## Prompt
Exactly the lines below from the one with "pub fn payload(&self)" up to and including the one with "pub fn reset(&self)" make up the answer, with nothing else added.

Start of Provided material

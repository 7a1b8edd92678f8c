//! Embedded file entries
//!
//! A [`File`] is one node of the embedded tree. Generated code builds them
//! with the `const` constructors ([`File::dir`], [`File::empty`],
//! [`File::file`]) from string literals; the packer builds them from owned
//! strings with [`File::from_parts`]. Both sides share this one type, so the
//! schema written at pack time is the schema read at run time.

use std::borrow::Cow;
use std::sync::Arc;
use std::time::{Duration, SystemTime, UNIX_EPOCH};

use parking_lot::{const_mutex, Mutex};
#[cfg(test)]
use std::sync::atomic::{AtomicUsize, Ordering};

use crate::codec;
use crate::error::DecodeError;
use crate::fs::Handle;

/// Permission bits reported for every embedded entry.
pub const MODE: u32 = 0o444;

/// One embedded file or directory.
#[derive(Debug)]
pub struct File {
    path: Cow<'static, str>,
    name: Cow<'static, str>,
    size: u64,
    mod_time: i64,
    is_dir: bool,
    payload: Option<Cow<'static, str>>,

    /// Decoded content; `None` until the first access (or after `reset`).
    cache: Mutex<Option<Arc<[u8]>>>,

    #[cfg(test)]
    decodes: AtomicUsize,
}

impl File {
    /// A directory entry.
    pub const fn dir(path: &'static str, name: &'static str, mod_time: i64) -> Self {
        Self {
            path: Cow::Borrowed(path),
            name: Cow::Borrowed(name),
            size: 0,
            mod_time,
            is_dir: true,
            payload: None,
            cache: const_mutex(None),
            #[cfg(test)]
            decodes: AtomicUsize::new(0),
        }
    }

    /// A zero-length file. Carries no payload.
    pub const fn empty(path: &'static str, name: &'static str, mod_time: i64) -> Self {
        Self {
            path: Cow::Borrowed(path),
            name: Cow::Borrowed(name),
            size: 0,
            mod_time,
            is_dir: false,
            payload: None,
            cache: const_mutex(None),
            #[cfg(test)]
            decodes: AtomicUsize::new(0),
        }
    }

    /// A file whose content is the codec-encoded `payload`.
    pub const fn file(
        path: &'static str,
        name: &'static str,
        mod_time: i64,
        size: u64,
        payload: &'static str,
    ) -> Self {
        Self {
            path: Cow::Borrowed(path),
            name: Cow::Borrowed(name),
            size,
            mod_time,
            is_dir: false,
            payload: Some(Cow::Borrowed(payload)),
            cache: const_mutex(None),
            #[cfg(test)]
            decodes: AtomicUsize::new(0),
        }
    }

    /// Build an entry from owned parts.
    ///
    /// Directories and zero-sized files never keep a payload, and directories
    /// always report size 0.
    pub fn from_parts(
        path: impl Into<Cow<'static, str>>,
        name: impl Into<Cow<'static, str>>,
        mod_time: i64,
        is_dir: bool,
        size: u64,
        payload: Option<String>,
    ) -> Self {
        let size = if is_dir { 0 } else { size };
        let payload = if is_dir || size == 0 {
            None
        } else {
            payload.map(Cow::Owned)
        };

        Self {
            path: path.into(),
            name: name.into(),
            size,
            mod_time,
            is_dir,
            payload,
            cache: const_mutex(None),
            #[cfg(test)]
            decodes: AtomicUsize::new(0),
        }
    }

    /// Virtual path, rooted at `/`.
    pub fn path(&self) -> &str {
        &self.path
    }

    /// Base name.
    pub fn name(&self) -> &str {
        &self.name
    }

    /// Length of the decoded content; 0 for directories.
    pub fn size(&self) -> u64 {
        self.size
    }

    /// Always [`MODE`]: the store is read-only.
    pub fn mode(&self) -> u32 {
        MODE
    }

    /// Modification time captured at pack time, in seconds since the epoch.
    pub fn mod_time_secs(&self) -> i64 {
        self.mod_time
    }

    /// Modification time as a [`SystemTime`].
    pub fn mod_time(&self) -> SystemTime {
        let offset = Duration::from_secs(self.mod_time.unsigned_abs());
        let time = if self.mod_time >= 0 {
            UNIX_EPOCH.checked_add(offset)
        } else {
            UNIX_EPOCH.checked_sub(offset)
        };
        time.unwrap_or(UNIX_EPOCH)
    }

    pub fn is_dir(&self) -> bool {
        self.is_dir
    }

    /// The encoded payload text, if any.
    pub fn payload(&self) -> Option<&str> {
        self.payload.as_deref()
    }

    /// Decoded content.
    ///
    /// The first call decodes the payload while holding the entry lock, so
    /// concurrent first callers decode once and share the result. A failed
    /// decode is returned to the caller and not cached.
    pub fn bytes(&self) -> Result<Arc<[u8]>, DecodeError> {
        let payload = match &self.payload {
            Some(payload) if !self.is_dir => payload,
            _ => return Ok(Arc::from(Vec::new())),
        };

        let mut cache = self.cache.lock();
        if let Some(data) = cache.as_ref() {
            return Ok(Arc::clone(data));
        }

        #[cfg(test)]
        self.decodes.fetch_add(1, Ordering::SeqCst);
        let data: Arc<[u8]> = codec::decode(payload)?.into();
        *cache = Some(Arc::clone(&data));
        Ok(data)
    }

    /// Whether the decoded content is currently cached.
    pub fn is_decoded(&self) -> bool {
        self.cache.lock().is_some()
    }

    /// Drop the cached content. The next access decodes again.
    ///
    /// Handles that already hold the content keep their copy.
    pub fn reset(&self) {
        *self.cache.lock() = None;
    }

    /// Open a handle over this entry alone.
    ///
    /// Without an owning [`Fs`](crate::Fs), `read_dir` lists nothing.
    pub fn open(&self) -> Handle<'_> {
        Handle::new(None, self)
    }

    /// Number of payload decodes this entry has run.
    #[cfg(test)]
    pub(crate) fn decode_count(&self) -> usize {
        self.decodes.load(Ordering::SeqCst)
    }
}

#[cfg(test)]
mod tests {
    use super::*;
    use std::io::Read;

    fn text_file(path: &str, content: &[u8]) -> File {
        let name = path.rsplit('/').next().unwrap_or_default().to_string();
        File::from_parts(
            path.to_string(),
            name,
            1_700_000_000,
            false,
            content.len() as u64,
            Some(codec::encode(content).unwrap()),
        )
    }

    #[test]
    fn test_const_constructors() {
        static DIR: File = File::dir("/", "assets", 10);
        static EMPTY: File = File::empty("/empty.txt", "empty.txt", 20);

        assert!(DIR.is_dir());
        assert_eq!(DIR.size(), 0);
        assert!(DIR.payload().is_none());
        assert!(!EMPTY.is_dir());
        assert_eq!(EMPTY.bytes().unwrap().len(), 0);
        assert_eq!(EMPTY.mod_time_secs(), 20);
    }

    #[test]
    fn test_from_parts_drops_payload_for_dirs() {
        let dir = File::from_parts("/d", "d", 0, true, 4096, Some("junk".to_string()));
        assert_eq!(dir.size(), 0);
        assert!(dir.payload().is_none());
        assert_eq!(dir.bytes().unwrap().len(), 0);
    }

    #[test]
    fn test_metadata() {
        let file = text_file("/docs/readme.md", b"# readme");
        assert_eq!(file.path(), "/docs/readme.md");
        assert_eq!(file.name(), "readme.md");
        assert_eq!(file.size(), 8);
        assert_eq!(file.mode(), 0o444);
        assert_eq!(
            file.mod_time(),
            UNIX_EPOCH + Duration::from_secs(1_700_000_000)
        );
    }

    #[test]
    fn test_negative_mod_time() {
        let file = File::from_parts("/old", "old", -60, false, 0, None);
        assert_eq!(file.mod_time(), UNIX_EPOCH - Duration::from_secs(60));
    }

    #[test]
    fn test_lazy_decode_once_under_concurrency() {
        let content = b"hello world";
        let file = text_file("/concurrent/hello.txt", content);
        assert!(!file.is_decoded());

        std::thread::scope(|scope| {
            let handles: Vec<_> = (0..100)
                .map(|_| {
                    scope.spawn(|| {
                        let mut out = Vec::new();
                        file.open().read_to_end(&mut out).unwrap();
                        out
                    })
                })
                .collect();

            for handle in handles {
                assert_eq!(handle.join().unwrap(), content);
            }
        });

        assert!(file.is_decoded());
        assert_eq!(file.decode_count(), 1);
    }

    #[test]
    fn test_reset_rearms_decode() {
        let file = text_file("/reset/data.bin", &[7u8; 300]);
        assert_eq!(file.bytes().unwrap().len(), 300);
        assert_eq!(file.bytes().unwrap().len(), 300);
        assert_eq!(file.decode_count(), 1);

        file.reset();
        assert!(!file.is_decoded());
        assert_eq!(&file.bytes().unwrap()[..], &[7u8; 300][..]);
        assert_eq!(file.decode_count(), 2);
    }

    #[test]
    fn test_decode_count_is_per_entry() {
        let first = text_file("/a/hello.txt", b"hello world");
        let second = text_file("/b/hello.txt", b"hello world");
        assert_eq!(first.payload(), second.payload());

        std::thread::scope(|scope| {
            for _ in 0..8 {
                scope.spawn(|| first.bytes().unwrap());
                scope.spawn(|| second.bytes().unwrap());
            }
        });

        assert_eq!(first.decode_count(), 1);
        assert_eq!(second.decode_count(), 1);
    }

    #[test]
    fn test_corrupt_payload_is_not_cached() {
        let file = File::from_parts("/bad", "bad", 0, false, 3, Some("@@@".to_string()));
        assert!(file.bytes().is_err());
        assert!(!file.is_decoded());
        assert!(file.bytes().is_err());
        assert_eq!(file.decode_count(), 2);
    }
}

End of Provided material

## Output of the exercise
    pub fn payload(&self) -> Option<&str> {
        self.payload.as_deref()
    }

    /// Decoded content.
    ///
    /// The first call decodes the payload while holding the entry lock, so
    /// concurrent first callers decode once and share the result. A failed
    /// decode is returned to the caller and not cached.
    pub fn bytes(&self) -> Result<Arc<[u8]>, DecodeError> {
        let payload = match &self.payload {
            Some(payload) if !self.is_dir => payload,
            _ => return Ok(Arc::from(Vec::new())),
        };

        let mut cache = self.cache.lock();
        if let Some(data) = cache.as_ref() {
            return Ok(Arc::clone(data));
        }

        #[cfg(test)]
        self.decodes.fetch_add(1, Ordering::SeqCst);
        let data: Arc<[u8]> = codec::decode(payload)?.into();
        *cache = Some(Arc::clone(&data));
        Ok(data)
    }

    /// Whether the decoded content is currently cached.
    pub fn is_decoded(&self) -> bool {
        self.cache.lock().is_some()
    }

    /// Drop the cached content. The next access decodes again.
    ///
    /// Handles that already hold the content keep their copy.
    pub fn reset(&self) {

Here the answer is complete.